On January 28, Pravda published an unsigned (that is, party-approved) article on opera, probably written by Stalin himself, "Chaos Instead of Music", in which the work was expressed as an expression of "left radical licentiousness" and "petty bourgeois innovation "Was scourged and condemned with the" formalism "charge. This was catastrophic due to the signaling effect. All performances were stopped; Shostakovich found out about it on a concert tour in the north. One after another, critics apologized and stumbled upon their previous opinions. For the next few months Shostakovich slept with a small suitcase under his bed, in his clothes, always ready to be picked up at night by the NKVD secret police, as was customary at the time. Then he suffered from depression and thoughts of suicide, which would accompany him at irregular intervals for decades. He was summoned several times to the then notorious Lubyanka secret service center , questioned about so-called " enemies of the people " and intimidated.

"Waiting for the execution is one of the subjects that have tortured me all my life, many aspects of my music speak of it."

Years later, during the thaw under Khrushchev , he revised Lady Macbeth of Mtsensk to a new version, which was premiered on January 8, 1963 under the new title Katerina Ismailowa . Some of the disreputable text passages have been defused.

1937–1953: composing under Stalin

After he had withdrawn his 4th Symphony in C minor due to the critical Pravda article and put it in a drawer, Shostakovich began work on his on April 18, 1937 under the official slogan of the “practical response of a Soviet artist to just criticism” moderate 5th symphony in D minor in the Crimea . Back in Leningrad, he learned that his sister's husband had been arrested and that she herself had been deported to Siberia .

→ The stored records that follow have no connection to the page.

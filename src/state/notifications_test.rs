use super::*;
use std::sync::atomic::{AtomicUsize, Ordering};

fn config(max_size: usize) -> NotificationConfig {
    NotificationConfig {
        max_size,
        default_duration: Duration::from_millis(5000),
        sweep_interval: Duration::from_secs(300),
        retention: Duration::from_secs(3600),
    }
}

fn titles(queue: &NotificationQueue) -> Vec<String> {
    queue.items().into_iter().map(|n| n.title).collect()
}

// =============================================================
// add / ordering / eviction
// =============================================================

#[tokio::test]
async fn add_assigns_unique_ids_in_insertion_order() {
    let queue = NotificationQueue::new(&config(5));
    let a = queue.info("a", "");
    let b = queue.info("b", "");

    assert_ne!(a, b);
    assert_eq!(titles(&queue), vec!["a", "b"]);
}

#[tokio::test]
async fn inserting_past_bound_evicts_oldest_first() {
    let queue = NotificationQueue::new(&config(3));
    for title in ["1", "2", "3", "4"] {
        queue.info(title, "");
    }

    assert_eq!(queue.len(), 3);
    assert_eq!(titles(&queue), vec!["2", "3", "4"]);
}

#[tokio::test]
async fn set_max_size_evicts_immediately() {
    let queue = NotificationQueue::new(&config(5));
    for title in ["1", "2", "3", "4"] {
        queue.info(title, "");
    }
    queue.set_max_size(2);

    assert_eq!(titles(&queue), vec!["3", "4"]);
    assert_eq!(queue.max_size(), 2);
}

#[tokio::test]
async fn max_size_is_at_least_one() {
    let queue = NotificationQueue::new(&config(0));
    queue.info("only", "");
    assert_eq!(queue.len(), 1);
}

// =============================================================
// expiry defaults
// =============================================================

#[test]
fn info_defaults_to_configured_duration() {
    let n = NewNotification::info("x");
    assert_eq!(n.expiry(Duration::from_millis(5000)), Expiry::After(Duration::from_millis(5000)));
}

#[test]
fn error_defaults_to_persistent() {
    assert_eq!(NewNotification::error("x").expiry(Duration::from_secs(5)), Expiry::Never);
}

#[test]
fn error_can_opt_out_of_persistence() {
    let n = NewNotification::error("x").persistent(false).duration(Duration::from_secs(2));
    assert_eq!(n.expiry(Duration::from_secs(5)), Expiry::After(Duration::from_secs(2)));
}

#[test]
fn zero_duration_never_expires() {
    let n = NewNotification::success("x").duration(Duration::ZERO);
    assert_eq!(n.expiry(Duration::from_secs(5)), Expiry::Never);
}

#[test]
fn persistent_flag_overrides_duration() {
    let n = NewNotification::warning("x").duration(Duration::from_secs(1)).persistent(true);
    assert_eq!(n.expiry(Duration::from_secs(5)), Expiry::Never);
}

// =============================================================
// auto-dismiss timers
// =============================================================

#[tokio::test(flavor = "multi_thread", worker_threads = 4)]
async fn short_timers_never_outlive_their_notification() {
    let queue = NotificationQueue::new(&config(200));
    for i in 0..100 {
        queue.add(NewNotification::info(format!("n{i}")).duration(Duration::from_millis(1)));
    }

    for _ in 0..200 {
        if queue.is_empty() && lock(&queue.timers).is_empty() {
            break;
        }
        tokio::time::sleep(Duration::from_millis(10)).await;
    }

    assert!(queue.is_empty());
    assert!(lock(&queue.timers).is_empty());
}

#[tokio::test(start_paused = true)]
async fn timed_notification_is_dismissed_after_duration() {
    let queue = NotificationQueue::new(&config(5));
    let id = queue.add(NewNotification::info("bye").duration(Duration::from_millis(300)));

    tokio::time::sleep(Duration::from_millis(299)).await;
    assert!(queue.get(id).is_some());

    tokio::time::sleep(Duration::from_millis(2)).await;
    assert!(queue.get(id).is_none());
}

#[tokio::test(start_paused = true)]
async fn persistent_and_zero_duration_entries_never_auto_dismiss() {
    let queue = NotificationQueue::new(&config(5));
    let err = queue.error("failed", "details");
    let zero = queue.add(NewNotification::info("sticky").duration(Duration::ZERO));
    let flagged = queue.add(NewNotification::success("kept").persistent(true));

    tokio::time::sleep(Duration::from_secs(60)).await;

    assert!(queue.get(err).is_some());
    assert!(queue.get(zero).is_some());
    assert!(queue.get(flagged).is_some());
}

#[tokio::test(start_paused = true)]
async fn manual_dismiss_cancels_timer() {
    let queue = NotificationQueue::new(&config(5));
    let id = queue.info("x", "");
    assert!(queue.dismiss(id));
    assert!(!queue.dismiss(id));

    let notified = Arc::new(AtomicUsize::new(0));
    let counter = Arc::clone(&notified);
    let _sub = queue.subscribe(move |_| {
        counter.fetch_add(1, Ordering::SeqCst);
    });

    tokio::time::sleep(Duration::from_secs(10)).await;

    // Only the immediate call on subscribe; the aborted timer never fired.
    assert_eq!(notified.load(Ordering::SeqCst), 1);
    assert!(lock(&queue.timers).is_empty());
}

#[tokio::test(start_paused = true)]
async fn dismiss_all_clears_entries_and_timers() {
    let queue = NotificationQueue::new(&config(5));
    queue.info("a", "");
    queue.error("b", "");
    queue.dismiss_all();

    assert!(queue.is_empty());
    assert!(lock(&queue.timers).is_empty());
}

#[tokio::test(start_paused = true)]
async fn evicted_entries_lose_their_timers() {
    let queue = NotificationQueue::new(&config(1));
    queue.info("a", "");
    queue.info("b", "");

    assert_eq!(lock(&queue.timers).len(), 1);
}

#[test]
fn add_without_runtime_keeps_entry_and_skips_timer() {
    let queue = NotificationQueue::new(&config(5));
    let id = queue.info("no runtime", "");
    assert!(queue.get(id).is_some());
    assert!(lock(&queue.timers).is_empty());
}

// =============================================================
// sweep
// =============================================================

#[tokio::test(start_paused = true)]
async fn sweep_purges_entries_older_than_retention() {
    let queue = NotificationQueue::new(&config(5));
    let old = queue.error("old", "");
    tokio::time::advance(Duration::from_secs(3000)).await;
    let fresh = queue.error("fresh", "");
    tokio::time::advance(Duration::from_secs(700)).await;

    let removed = queue.sweep_expired(Instant::now(), Duration::from_secs(3600));

    assert_eq!(removed, 1);
    assert!(queue.get(old).is_none());
    assert!(queue.get(fresh).is_some());
}

#[tokio::test(start_paused = true)]
async fn sweep_task_runs_periodically() {
    let queue = NotificationQueue::new(&config(5));
    let id = queue.error("leaked", "");
    let task = queue.spawn_sweep_task(Duration::from_secs(60), Duration::from_secs(90));

    tokio::time::sleep(Duration::from_secs(61)).await;
    assert!(queue.get(id).is_some());

    tokio::time::sleep(Duration::from_secs(60)).await;
    assert!(queue.get(id).is_none());

    task.abort();
}

// =============================================================
// misc operations
// =============================================================

#[tokio::test]
async fn update_edits_in_place() {
    let queue = NotificationQueue::new(&config(5));
    let id = queue.info("uploading", "0%");
    assert!(queue.update(id, |n| n.message = "100%".into()));
    assert_eq!(queue.get(id).unwrap().message, "100%");
    assert!(!queue.update(Uuid::new_v4(), |_| {}));
}

#[tokio::test]
async fn run_action_invokes_effect() {
    let queue = NotificationQueue::new(&config(5));
    let hits = Arc::new(AtomicUsize::new(0));
    let counter = Arc::clone(&hits);
    let id = queue.add(NewNotification::warning("unsaved").action(NotificationAction::new(
        "Retry",
        ActionVariant::Primary,
        move || {
            counter.fetch_add(1, Ordering::SeqCst);
        },
    )));

    assert!(queue.run_action(id, 0));
    assert!(!queue.run_action(id, 1));
    assert_eq!(hits.load(Ordering::SeqCst), 1);
}

#[tokio::test]
async fn by_kind_filters_and_count_tracks_length() {
    let queue = NotificationQueue::new(&config(5));
    let count = queue.count();
    queue.info("a", "");
    queue.error("b", "");
    queue.error("c", "");

    assert_eq!(queue.by_kind(NotificationKind::Error).len(), 2);
    assert_eq!(count.get(), 3);
}

#[test]
fn position_defaults_to_top_right_and_is_settable() {
    let queue = NotificationQueue::new(&config(5));
    assert_eq!(queue.position(), Position::TopRight);
    queue.set_position(Position::BottomCenter);
    assert_eq!(queue.position(), Position::BottomCenter);
}

#[test]
fn kind_icons_are_distinct() {
    let icons = [
        NotificationKind::Success.icon(),
        NotificationKind::Error.icon(),
        NotificationKind::Warning.icon(),
        NotificationKind::Info.icon(),
    ];
    for (i, a) in icons.iter().enumerate() {
        for b in &icons[i + 1..] {
            assert_ne!(a, b);
        }
    }
}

After the premiere, the 5th symphony was officially presented as the return of the prodigal son to the cultural policy that was true to the line. The work became a great international success, and for a long time the march finale was seen as a glorification of the regime. Shostakovich's memoirs, which are controversial in their authenticity, claim that the triumphal march was in reality a death march :

“What is going on in the fifth should, in my opinion, be clear to everyone. The cheering is forced under threats. […] As if we were hit with a club and asked: You should cheer! You should cheer! And the beaten person gets up, can hardly stand on his feet. Go, march, mumble to yourself: We should cheer, we should cheer. You have to be a complete sucker not to hear that. "

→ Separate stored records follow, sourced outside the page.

//! Read-only stores computed from other stores.

#[cfg(test)]
#[path = "derived_test.rs"]
mod derived_test;

use std::sync::Arc;

use super::{Readable, Store, Subscription};

/// A store whose value is a pure function of one or more sources.
///
/// The source subscriptions live as long as any clone of the derived store.
pub struct Derived<T> {
    store: Store<T>,
    sources: Arc<Vec<Subscription>>,
}

impl<T: Clone + Send + Sync + 'static> Derived<T> {
    #[must_use]
    pub fn get(&self) -> T {
        self.store.get()
    }

    pub fn with<R>(&self, f: impl FnOnce(&T) -> R) -> R {
        self.store.with(f)
    }

    pub fn subscribe<F>(&self, observer: F) -> Subscription
    where
        F: Fn(&T) + Send + Sync + 'static,
    {
        self.store.subscribe(observer)
    }
}

impl<T> Clone for Derived<T> {
    fn clone(&self) -> Self {
        Self { store: self.store.clone(), sources: Arc::clone(&self.sources) }
    }
}

impl<T: Clone + Send + Sync + std::fmt::Debug + 'static> std::fmt::Debug for Derived<T> {
    fn fmt(&self, f: &mut std::fmt::Formatter<'_>) -> std::fmt::Result {
        f.debug_struct("Derived").field("value", &self.get()).finish()
    }
}

impl<T: Clone + Send + Sync + 'static> Readable<T> for Derived<T> {
    fn get(&self) -> T {
        Derived::get(self)
    }

    fn subscribe<F>(&self, observer: F) -> Subscription
    where
        F: Fn(&T) + Send + Sync + 'static,
    {
        Derived::subscribe(self, observer)
    }
}

/// Derive a store from a single source.
pub fn derived<S, A, T, F>(source: &S, f: F) -> Derived<T>
where
    S: Readable<A>,
    A: Clone + Send + Sync + 'static,
    T: Clone + Send + Sync + 'static,
    F: Fn(&A) -> T + Send + Sync + 'static,
{
    let store = Store::new(f(&source.get()));
    let target = store.clone();
    let subscription = source.subscribe(move |value| target.set(f(value)));
    Derived { store, sources: Arc::new(vec![subscription]) }
}

/// Derive a store from two sources; recomputed when either changes.
pub fn derived2<SA, SB, A, B, T, F>(a: &SA, b: &SB, f: F) -> Derived<T>
where
    SA: Readable<A> + Clone + 'static,
    SB: Readable<B> + Clone + 'static,
    A: Clone + Send + Sync + 'static,
    B: Clone + Send + Sync + 'static,
    T: Clone + Send + Sync + 'static,
    F: Fn(&A, &B) -> T + Send + Sync + 'static,
{
    let f = Arc::new(f);
    let store = Store::new(f(&a.get(), &b.get()));

    let on_a = {
        let target = store.clone();
        let other = b.clone();
        let f = Arc::clone(&f);
        a.subscribe(move |value| target.set(f(value, &other.get())))
    };
    let on_b = {
        let target = store.clone();
        let other = a.clone();
        let f = Arc::clone(&f);
        b.subscribe(move |value| target.set(f(&other.get(), value)))
    };

    Derived { store, sources: Arc::new(vec![on_a, on_b]) }
}
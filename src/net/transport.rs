//! HTTP transport seam.
//!
//! `ApiClient` speaks to the network only through `Transport`, so tests can
//! script responses and hosts can swap in a browser fetch implementation.
//! `ReqwestTransport` is the native implementation.

use std::sync::Arc;
use std::time::Duration;

use reqwest::multipart::{Form, Part};
pub use reqwest::Method;

use crate::config::HttpTimeouts;

#[derive(Debug, Clone, thiserror::Error)]
pub enum TransportError {
    #[error("HTTP client build failed: {0}")]
    Build(String),
    #[error("request failed: {0}")]
    Request(String),
    #[error("request timed out")]
    Timeout,
}

/// A request relative to the API base URL.
#[derive(Clone, Debug, PartialEq)]
pub struct HttpRequest {
    pub method: Method,
    /// Path below the base URL, starting with `/`.
    pub path: String,
    pub query: Vec<(String, String)>,
    pub headers: Vec<(String, String)>,
    pub body: Option<serde_json::Value>,
}

impl HttpRequest {
    #[must_use]
    pub fn new(method: Method, path: &str) -> Self {
        Self { method, path: path.to_owned(), query: Vec::new(), headers: Vec::new(), body: None }
    }

    /// Value of the first header named `name` (case-insensitive).
    #[must_use]
    pub fn header(&self, name: &str) -> Option<&str> {
        self.headers
            .iter()
            .find(|(k, _)| k.eq_ignore_ascii_case(name))
            .map(|(_, v)| v.as_str())
    }
}

/// Status and raw body of a completed exchange.
#[derive(Clone, Debug, PartialEq, Eq)]
pub struct HttpResponse {
    pub status: u16,
    pub body: String,
}

impl HttpResponse {
    #[must_use]
    pub fn is_success(&self) -> bool {
        (200..300).contains(&self.status)
    }
}

/// A file to send as one multipart field.
#[derive(Clone, Debug, PartialEq, Eq)]
pub struct UploadFile {
    pub file_name: String,
    pub content_type: Option<String>,
    pub bytes: Vec<u8>,
}

impl UploadFile {
    #[must_use]
    pub fn new(file_name: impl Into<String>, bytes: Vec<u8>) -> Self {
        Self { file_name: file_name.into(), content_type: None, bytes }
    }

    #[must_use]
    pub fn with_content_type(mut self, content_type: impl Into<String>) -> Self {
        self.content_type = Some(content_type.into());
        self
    }
}

/// Multipart `POST` relative to the API base URL.
#[derive(Clone, Debug, PartialEq, Eq)]
pub struct UploadRequest {
    pub path: String,
    pub headers: Vec<(String, String)>,
    /// Form field the file is sent under.
    pub field: String,
    pub file: UploadFile,
}

impl UploadRequest {
    #[must_use]
    pub fn new(path: &str, file: UploadFile) -> Self {
        Self { path: path.to_owned(), headers: Vec::new(), field: "file".to_owned(), file }
    }

    /// Value of the first header named `name` (case-insensitive).
    #[must_use]
    pub fn header(&self, name: &str) -> Option<&str> {
        self.headers
            .iter()
            .find(|(k, _)| k.eq_ignore_ascii_case(name))
            .map(|(_, v)| v.as_str())
    }
}

/// Receives the percentage (0 to 100) of an upload body sent so far.
pub type UploadProgress = Arc<dyn Fn(f64) + Send + Sync>;

#[async_trait::async_trait]
pub trait Transport: Send + Sync {
    /// Perform one HTTP exchange.
    ///
    /// # Errors
    ///
    /// Returns an error only when no response was received. HTTP error
    /// statuses are successful exchanges.
    async fn send(&self, request: HttpRequest) -> Result<HttpResponse, TransportError>;

    /// Perform one multipart upload, reporting progress as the body is sent.
    ///
    /// # Errors
    ///
    /// As for `send`.
    async fn upload(
        &self,
        request: UploadRequest,
        progress: Option<UploadProgress>,
    ) -> Result<HttpResponse, TransportError>;
}

// =============================================================================
// REQWEST
// =============================================================================

/// Upload bodies are streamed in chunks of this size; progress is reported
/// per chunk.
const UPLOAD_CHUNK_BYTES: usize = 64 * 1024;

pub struct ReqwestTransport {
    http: reqwest::Client,
    base_url: String,
}

impl ReqwestTransport {
    /// Build a transport rooted at `base_url`.
    ///
    /// # Errors
    ///
    /// Returns an error if the underlying HTTP client fails to build.
    pub fn new(base_url: &str, timeouts: HttpTimeouts) -> Result<Self, TransportError> {
        let http = reqwest::Client::builder()
            .timeout(Duration::from_secs(timeouts.request_secs))
            .connect_timeout(Duration::from_secs(timeouts.connect_secs))
            .build()
            .map_err(|e| TransportError::Build(e.to_string()))?;
        Ok(Self { http, base_url: base_url.trim_end_matches('/').to_owned() })
    }

    #[must_use]
    pub fn base_url(&self) -> &str {
        &self.base_url
    }
}

#[async_trait::async_trait]
impl Transport for ReqwestTransport {
    async fn send(&self, request: HttpRequest) -> Result<HttpResponse, TransportError> {
        let url = format!("{}{}", self.base_url, request.path);
        let mut builder = self.http.request(request.method.clone(), &url);
        if !request.query.is_empty() {
            builder = builder.query(&request.query);
        }
        for (name, value) in &request.headers {
            builder = builder.header(name.as_str(), value.as_str());
        }
        if let Some(body) = &request.body {
            builder = builder.json(body);
        }

        read_response(builder).await
    }

    async fn upload(
        &self,
        request: UploadRequest,
        progress: Option<UploadProgress>,
    ) -> Result<HttpResponse, TransportError> {
        let url = format!("{}{}", self.base_url, request.path);
        let UploadFile { file_name, content_type, bytes } = request.file;

        let total = bytes.len();
        let chunks: Vec<Vec<u8>> = bytes.chunks(UPLOAD_CHUNK_BYTES).map(<[u8]>::to_vec).collect();
        let mut sent = 0;
        let body = futures_util::stream::iter(chunks.into_iter().map(move |chunk| {
            sent += chunk.len();
            if let Some(progress) = &progress {
                progress(percent(sent, total));
            }
            Ok::<_, std::io::Error>(chunk)
        }));

        let length = u64::try_from(total).map_err(|e| TransportError::Build(e.to_string()))?;
        let mut part = Part::stream_with_length(reqwest::Body::wrap_stream(body), length).file_name(file_name);
        if let Some(content_type) = content_type {
            part = part
                .mime_str(&content_type)
                .map_err(|e| TransportError::Build(e.to_string()))?;
        }

        let mut builder = self.http.post(&url).multipart(Form::new().part(request.field, part));
        for (name, value) in &request.headers {
            builder = builder.header(name.as_str(), value.as_str());
        }
        read_response(builder).await
    }
}

async fn read_response(builder: reqwest::RequestBuilder) -> Result<HttpResponse, TransportError> {
    let response = builder.send().await.map_err(map_reqwest_error)?;
    let status = response.status().as_u16();
    let body = response.text().await.map_err(map_reqwest_error)?;
    Ok(HttpResponse { status, body })
}

#[allow(clippy::cast_precision_loss)]
fn percent(sent: usize, total: usize) -> f64 {
    if total == 0 { 100.0 } else { sent as f64 / total as f64 * 100.0 }
}

fn map_reqwest_error(e: reqwest::Error) -> TransportError {
    if e.is_timeout() {
        TransportError::Timeout
    } else {
        TransportError::Request(e.to_string())
    }
}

The 7th Symphony in C major goes even further in this doctrine and is considered Shostakovich's most famous work. Regarding this symphony, according to the memoir, he said:

“I feel unquenchable pain for everyone who killed Hitler. But the thought of those murdered on Stalin's orders gives me no less pain ... "

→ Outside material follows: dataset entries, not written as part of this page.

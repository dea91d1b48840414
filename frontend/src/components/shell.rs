//! 外壳页面：侧边菜单、顶栏和动态内容区

use barrest_shell::navigation::{ControllerState, PageDescriptor, PagePhase};
use leptos::prelude::*;
use leptos::task::spawn_local;
use leptos::web_sys::MouseEvent;

use crate::components::status::SystemStatus;
use crate::pages::{MenuSection, SECTIONS};
use crate::use_shell;
use crate::web::{on_hash_change, run_inline_scripts};

#[component]
pub fn ShellPage() -> impl IntoView {
    let shell = use_shell();
    let signals = shell.signals;

    // 认证通过后才开始跟随 hash 变化
    let navigation = shell.context().navigation;
    spawn_local(async move {
        if navigation.initialize().await == ControllerState::Ready {
            let follower = navigation.clone();
            on_hash_change(move |key| {
                let navigation = follower.clone();
                spawn_local(async move {
                    navigation.follow_selector(&key).await;
                });
            });
        }
    });

    let registry = shell.context().navigation.registry().clone();
    let top_level: Vec<PageDescriptor> = registry
        .pages()
        .iter()
        .filter(|page| page.section.is_none())
        .cloned()
        .collect();
    let groups: Vec<(&'static MenuSection, Vec<PageDescriptor>)> = SECTIONS
        .iter()
        .map(|section| (section, registry.pages_in(section.id).cloned().collect::<Vec<_>>()))
        .filter(|(_, pages)| !pages.is_empty())
        .collect();

    let on_logout = move |_| {
        let navigation = shell.context().navigation;
        spawn_local(async move {
            navigation.logout().await;
        });
    };

    view! {
        <Show when=move || signals.user.with(Option::is_none)>
            <div class="fixed inset-0 z-50 flex items-center justify-center bg-base-200">
                <span class="loading loading-spinner loading-lg text-primary"></span>
            </div>
        </Show>

        <div class="flex min-h-screen bg-base-200">
            <aside class="w-64 bg-base-100 shadow-xl">
                <div class="p-4 text-xl font-bold">
                    <i class="fas fa-glass-martini-alt mr-2"></i>
                    "Bar Restaurant"
                </div>
                <ul class="menu w-full">
                    {top_level.into_iter().map(|page| view! { <MenuLink page=page /> }).collect_view()}
                    {groups
                        .into_iter()
                        .map(|(section, pages)| view! { <MenuGroup section=section pages=pages /> })
                        .collect_view()}
                </ul>
            </aside>

            <main class="flex-1 flex flex-col">
                <header class="navbar bg-base-100 shadow px-6 gap-4">
                    <h1 id="pageTitle" class="flex-1 text-2xl font-semibold">
                        {move || signals.title.get()}
                    </h1>
                    <SystemStatus />
                    {move || {
                        signals.user.get().map(|user| {
                            view! {
                                <div class="flex items-center gap-2">
                                    <div class="avatar placeholder">
                                        <div class="bg-neutral text-neutral-content rounded-full w-8">
                                            <span>{user.initial}</span>
                                        </div>
                                    </div>
                                    <div class="flex flex-col leading-tight">
                                        <span id="userName" class="font-semibold">{user.display_name}</span>
                                        <span id="userRole" class="text-xs opacity-70">{user.role_name}</span>
                                    </div>
                                </div>
                            }
                        })
                    }}
                    <button on:click=on_logout class="btn btn-outline btn-error btn-sm gap-2">
                        <i class="fas fa-sign-out-alt"></i>
                        "Logout"
                    </button>
                </header>

                <section id="contentArea" class="flex-1 p-6">
                    <PageContent />
                </section>
            </main>
        </div>
    }
}

#[component]
fn MenuLink(page: PageDescriptor) -> impl IntoView {
    let shell = use_shell();
    let key = page.key.clone();

    let is_active = {
        let key = key.clone();
        move || shell.signals.active_key.with(|active| active.as_deref() == Some(key.as_str()))
    };

    let on_click = {
        let key = key.clone();
        move |ev: MouseEvent| {
            ev.prevent_default();
            let navigation = shell.context().navigation;
            let key = key.clone();
            spawn_local(async move {
                navigation.navigate_to(&key).await;
            });
        }
    };

    view! {
        <li>
            <a href=format!("#{}", key) class:active=is_active on:click=on_click>
                <i class=format!("fas {}", page.icon)></i>
                <span>{page.title}</span>
            </a>
        </li>
    }
}

#[component]
fn MenuGroup(section: &'static MenuSection, pages: Vec<PageDescriptor>) -> impl IntoView {
    let shell = use_shell();
    let id = section.id;
    let open = move || shell.signals.is_section_open(id);

    let on_toggle = move |ev: MouseEvent| {
        ev.prevent_default();
        shell.context().navigation.toggle_section(id);
    };

    view! {
        <li>
            <a href="#" class="submenu-toggle" data-target=id on:click=on_toggle>
                <i class=format!("fas {}", section.icon)></i>
                <span>{section.title}</span>
                <i class=move || {
                    if open() { "fas fa-chevron-down ml-auto" } else { "fas fa-chevron-right ml-auto" }
                }></i>
            </a>
            <ul id=id class="submenu" class:hidden=move || !open()>
                {pages.into_iter().map(|page| view! { <MenuLink page=page /> }).collect_view()}
            </ul>
        </li>
    }
}

/// 按加载阶段渲染内容区
#[component]
fn PageContent() -> impl IntoView {
    let shell = use_shell();
    let navigation = shell.signals.navigation;
    let content_ref = NodeRef::<leptos::html::Div>::new();

    // 每次挂载新内容后执行其中的脚本
    Effect::new(move |_| {
        if let Some(container) = content_ref.get() {
            run_inline_scripts(&container);
        }
    });

    let go_home = move |_| {
        let navigation = shell.context().navigation;
        spawn_local(async move {
            navigation.navigate_home().await;
        });
    };

    move || {
        let state = navigation.get();
        match state.phase {
            PagePhase::Idle => ().into_any(),
            PagePhase::Loading => view! {
                <div class="flex justify-center py-16">
                    <span class="loading loading-spinner loading-lg text-primary"></span>
                </div>
            }
            .into_any(),
            PagePhase::Loaded => view! {
                <div
                    class="page-content"
                    node_ref=content_ref
                    inner_html=state.content.unwrap_or_default()
                ></div>
            }
            .into_any(),
            PagePhase::LoadError(failure) => view! {
                <div role="alert" class="alert alert-error">
                    <i class="fas fa-exclamation-triangle"></i>
                    <div>
                        <h3 class="font-bold">"Failed to load page"</h3>
                        <p class="text-sm">{failure.message}</p>
                    </div>
                    <button class="btn btn-sm" on:click=go_home>"Back to dashboard"</button>
                </div>
            }
            .into_any(),
        }
    }
}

The work was created in 1941 at the time of the siege of Leningrad by Hitler’s troops, while Shostakovich was assigned to the fire brigade and was working on his work under shell fire. The Beijing neurologist Wang Dajue reported that he in the 1950s with a leading Soviet neurosurgeons have worked; he told him that Shostakovich had been hit by a German shrapnel in Leningrad and that a few years later he had examined him with X-rays and found a metal splinter in the cornu inferius of the left cerebral ventricle . This caused Shostakovich to involuntarily hear different melodies again and again while tilting his head to the side, which he then used for composing. However, this has not been proven by independent sources, so that the reliability of this statement can be doubted.

In October 1941 Shostakovich was flown out of Leningrad with his family and was able to complete the symphony in Kuibyshev (Samara), where it was premiered on March 5, 1942 by the orchestra of the Bolshoi Theater under the direction of Samuil Samossud . The Moscow premiere on March 27 also took place under life-threatening circumstances, but even an air alarm could not induce the audience to go to the shelters. Stalin was keen to make the symphony known outside of the Soviet Union as a symbol of heroic resistance to fascism. On June 22, she conducted Sir Henry Wood in London, and Arturo Toscanini directed the first performance of the symphony in the United States, which took place in New York on July 19, 1942 with the NBC Symphony Orchestra and made Shostakovich on the front page of Time Magazine . His wish for a performance in Leningrad came true shortly afterwards: A special aircraft broke through the air blockade in order to fly the orchestral score to Leningrad. The concert on August 9th (conductor: Karl Eliasberg ) was broadcast by all Soviet radio stations. Shostakovich received the Stalin Prize for his work, as it was seen as an homage to the will to resist the starving population trapped by German troops. The interpretation of the symphony remains controversial to this day. The “memoirs” themselves speak of the fact that Shostakovich saw neither Hitler nor Stalin as the target of his symphony. Rather, there is a motif in the first sentence that is interpreted either as a "Hitler" or a "Stalin motif". In fact, it is a variation on the violence theme from the opera Lady Macbeth of Mtsensk . It appears in a form used in opera for state violence in the form of the police and as a condition for murder. The 7th Symphony was accused of the persecution of Soviet composers in 1948 due to its ambiguous interpretation in the speeches of Zhdanov.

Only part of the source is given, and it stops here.